Rising Rents? Don’t Take It Anymore

Remember the unadulterated fury unleashed by the character Howard Beale in the 1976 movie “Network?”:  “I’m mad as hell and I’m not going to take it anymore!”  That’s how I feel about a recent reminder of how out of control rental housing prices are getting in Silicon Valley. Well, I’m not ready to flip out on network TV, but angry enough to call your attention to an abomination that someone should put a stop to. Landlords, I’m talking to you.

Last week, the Silicon Valley Business Journal reported that apartment rents in Santa Clara County averaged $2580 per month.   $2580. A month. For an apartment!  As the bedroom community for the Silicon Valley, San Jose rents had skyrocketed to an unprecedented level as the reporter noted that the average had reached $2026 per month for the first time.

These statistics should give us all great concern.  If you are making a $100,000 a year, your housing costs about 25% of your gross income — BUT if you are making, let’s say, $10.30 per hour for a full time job, (minimum wage in San Jose) your annual gross ($21,424) is less than the annual cost of San Jose housing ($24,312).

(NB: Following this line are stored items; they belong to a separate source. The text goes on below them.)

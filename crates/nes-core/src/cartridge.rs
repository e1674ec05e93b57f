//! Cartridge loading
//!
//! Parses iNES images. Only the fixed-mapping board (NROM) is modeled: the
//! program image is placed so it ends at $FFFF and the pattern image fills PPU
//! $0000-$1FFF.

use std::fs;
use std::path::{Path, PathBuf};

use thiserror::Error;
use tracing::{info, warn};

/// iNES header size
pub const HEADER_SIZE: usize = 16;

/// Program bank size (16KB)
pub const PRG_BANK_SIZE: usize = 16 * 1024;

/// Pattern bank size (8KB)
pub const CHR_BANK_SIZE: usize = 8 * 1024;

/// Trainer size, present when flags 6 bit 2 is set
pub const TRAINER_SIZE: usize = 512;

const MAGIC: [u8; 4] = [b'N', b'E', b'S', 0x1A];

/// Nametable mirroring, fixed by the cartridge
#[derive(Debug, Clone, Copy, PartialEq, Eq, Default)]
pub enum Mirroring {
    /// $2000/$2400 share a bank, $2800/$2C00 share the other
    #[default]
    Horizontal,
    /// $2000/$2800 share a bank, $2400/$2C00 share the other
    Vertical,
}

/// iNES header structure
#[derive(Debug, Clone)]
pub struct InesHeader {
    /// PRG ROM size in 16KB units
    pub prg_rom_banks: u8,
    /// CHR ROM size in 8KB units
    pub chr_rom_banks: u8,
    /// Flags 6
    pub flags_6: u8,
    /// Flags 7
    pub flags_7: u8,
}

impl InesHeader {
    /// Parse an iNES header from bytes
    pub fn parse(bytes: &[u8]) -> Result<Self, CartridgeError> {
        if bytes.len() < HEADER_SIZE {
            return Err(CartridgeError::InvalidHeader("too short"));
        }
        if bytes[0..4] != MAGIC {
            return Err(CartridgeError::InvalidHeader("missing NES<EOF> signature"));
        }

        Ok(Self {
            prg_rom_banks: bytes[4],
            chr_rom_banks: bytes[5],
            flags_6: bytes[6],
            flags_7: bytes[7],
        })
    }

    /// Mapper number from the high nibbles of flags 6 and 7
    pub fn mapper_number(&self) -> u8 {
        (self.flags_6 >> 4) | (self.flags_7 & 0xF0)
    }

    /// Check if a 512-byte trainer precedes the program data
    pub fn has_trainer(&self) -> bool {
        (self.flags_6 & 0x04) != 0
    }

    /// Flags 6 bit 0 selects vertical mirroring
    pub fn mirroring(&self) -> Mirroring {
        if self.flags_6 & 0x01 != 0 {
            Mirroring::Vertical
        } else {
            Mirroring::Horizontal
        }
    }
}

/// Cartridge contents ready to be copied onto the bus
#[derive(Debug, Clone)]
pub struct Cartridge {
    prg_rom: Vec<u8>,
    chr_rom: Vec<u8>,
    mirroring: Mirroring,
}

impl Cartridge {
    /// Build a cartridge from raw program and pattern images
    pub fn new(prg_rom: Vec<u8>, chr_rom: Vec<u8>, mirroring: Mirroring) -> Self {
        Self {
            prg_rom,
            chr_rom,
            mirroring,
        }
    }

    /// Read and parse an iNES file
    pub fn load(path: impl AsRef<Path>) -> Result<Self, CartridgeError> {
        let path = path.as_ref();
        let bytes = fs::read(path).map_err(|source| CartridgeError::Open {
            path: path.to_path_buf(),
            source,
        })?;
        Self::from_rom(&bytes)
    }

    /// Parse an in-memory iNES image
    pub fn from_rom(rom_data: &[u8]) -> Result<Self, CartridgeError> {
        let header = InesHeader::parse(rom_data)?;

        let mut offset = HEADER_SIZE;
        if header.has_trainer() {
            offset += TRAINER_SIZE;
        }

        let prg_size = header.prg_rom_banks as usize * PRG_BANK_SIZE;
        let prg_rom = slice_section(rom_data, offset, prg_size)?.to_vec();
        offset += prg_size;

        let chr_size = header.chr_rom_banks as usize * CHR_BANK_SIZE;
        let chr_rom = slice_section(rom_data, offset, chr_size)?.to_vec();

        let mapper = header.mapper_number();
        if mapper != 0 {
            warn!(mapper, "only fixed mapping is emulated; bank switching is ignored");
        }

        let mirroring = header.mirroring();
        info!(
            prg_banks = header.prg_rom_banks,
            chr_banks = header.chr_rom_banks,
            ?mirroring,
            "loaded cartridge"
        );

        Ok(Self {
            prg_rom,
            chr_rom,
            mirroring,
        })
    }

    /// Get PRG ROM data
    pub fn prg_rom(&self) -> &[u8] {
        &self.prg_rom
    }

    /// Get CHR ROM data; empty when the board uses pattern RAM
    pub fn chr_rom(&self) -> &[u8] {
        &self.chr_rom
    }

    /// Nametable mirroring selected by the header
    pub fn mirroring(&self) -> Mirroring {
        self.mirroring
    }
}

fn slice_section(data: &[u8], offset: usize, len: usize) -> Result<&[u8], CartridgeError> {
    data.get(offset..offset + len)
        .ok_or(CartridgeError::Truncated {
            expected: offset + len,
            actual: data.len(),
        })
}

/// Cartridge error types
#[derive(Debug, Error)]
pub enum CartridgeError {
    #[error("failed to open cartridge {}: {source}", path.display())]
    Open {
        path: PathBuf,
        #[source]
        source: std::io::Error,
    },

    #[error("invalid iNES header: {0}")]
    InvalidHeader(&'static str),

    #[error("truncated image: header needs {expected} bytes, file has {actual}")]
    Truncated { expected: usize, actual: usize },
}

#[cfg(test)]
mod tests {
    use super::*;

    fn build_rom(prg_banks: u8, chr_banks: u8, flags_6: u8) -> Vec<u8> {
        let mut rom = Vec::new();
        rom.extend_from_slice(&MAGIC);
        rom.push(prg_banks);
        rom.push(chr_banks);
        rom.push(flags_6);
        rom.extend_from_slice(&[0u8; 9]);
        if flags_6 & 0x04 != 0 {
            rom.extend_from_slice(&[0xEEu8; TRAINER_SIZE]);
        }
        rom.extend(std::iter::repeat(0xAA).take(prg_banks as usize * PRG_BANK_SIZE));
        rom.extend(std::iter::repeat(0x55).take(chr_banks as usize * CHR_BANK_SIZE));
        rom
    }

    #[test]
    fn test_header_parsing() {
        let rom = build_rom(2, 1, 0x01);
        let header = InesHeader::parse(&rom).unwrap();
        assert_eq!(header.prg_rom_banks, 2);
        assert_eq!(header.chr_rom_banks, 1);
        assert_eq!(header.mirroring(), Mirroring::Vertical);
        assert_eq!(header.mapper_number(), 0);
    }

    #[test]
    fn test_mirroring_bit_clear_is_horizontal() {
        let header = InesHeader::parse(&build_rom(1, 1, 0x00)).unwrap();
        assert_eq!(header.mirroring(), Mirroring::Horizontal);
    }

    #[test]
    fn test_cartridge_from_rom() {
        let cart = Cartridge::from_rom(&build_rom(1, 1, 0)).unwrap();
        assert_eq!(cart.prg_rom().len(), PRG_BANK_SIZE);
        assert_eq!(cart.chr_rom().len(), CHR_BANK_SIZE);
        assert!(cart.prg_rom().iter().all(|&b| b == 0xAA));
        assert!(cart.chr_rom().iter().all(|&b| b == 0x55));
    }

    #[test]
    fn test_trainer_is_skipped() {
        let cart = Cartridge::from_rom(&build_rom(1, 0, 0x04)).unwrap();
        assert_eq!(cart.prg_rom()[0], 0xAA);
        assert!(cart.chr_rom().is_empty());
    }

    #[test]
    fn test_truncated_image() {
        let mut rom = build_rom(2, 1, 0);
        rom.truncate(HEADER_SIZE + PRG_BANK_SIZE);
        assert!(matches!(
            Cartridge::from_rom(&rom),
            Err(CartridgeError::Truncated { .. })
        ));
    }

    #[test]
    fn test_bad_signature() {
        let mut rom = build_rom(1, 1, 0);
        rom[3] = 0;
        assert!(matches!(
            Cartridge::from_rom(&rom),
            Err(CartridgeError::InvalidHeader(_))
        ));
    }

    #[test]
    fn test_missing_file_is_open_error() {
        let err = Cartridge::load("/nonexistent/definitely-missing.nes").unwrap_err();
        assert!(matches!(err, CartridgeError::Open { .. }));
    }
}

In order to reach a level so that a still difficult 50% of your gross income was committed to housing, your hourly rate would need to be a minimum of $23.08.  This would leave you about $1000 for all the other monthly living expenses.

But, of course the issue is even worse for part time workers, or those who are not making even the paltry sums noted.  And there is the issue of why landlords feel the need to raise rents to the extreme edge of ridiculous. Anyone care to rationalize that?

We have heard about the growing income inequality in America and that the gap is the highest it’s ever been.  While the gap between CEOs and workers is a Grand Canyon, the stark reality of these housing cost numbers brings home the serious issues that people face every day. How do you house, feed and clothe a working family here in the Silicon Valley?

We need a serious discussion of affordable housing based on the actual wages that working people are earning. We need a serious conversation not about minimum wages, but living wages where the basic necessities of food, shelter, clothing and transportation are met.  We need to focus on solutions to helping people that are being beaten down by the realities of the economy that rewards the very few at the expense of the many.

Turning this quagmire around is not easy, but we must start here in San Jose by voting in November to end the era of economic disaster that the Reed/Liccardo years have brought to our community.

Now, you don’t have to go on network TV to say it, just go to the voting booth November 4th or grab your mail ballot, sit down, fill it out and send it in, and then shout, “I’m mad as hell and I’m not going to take it anymore!”

 Steve Kline is an attorney and a community activist.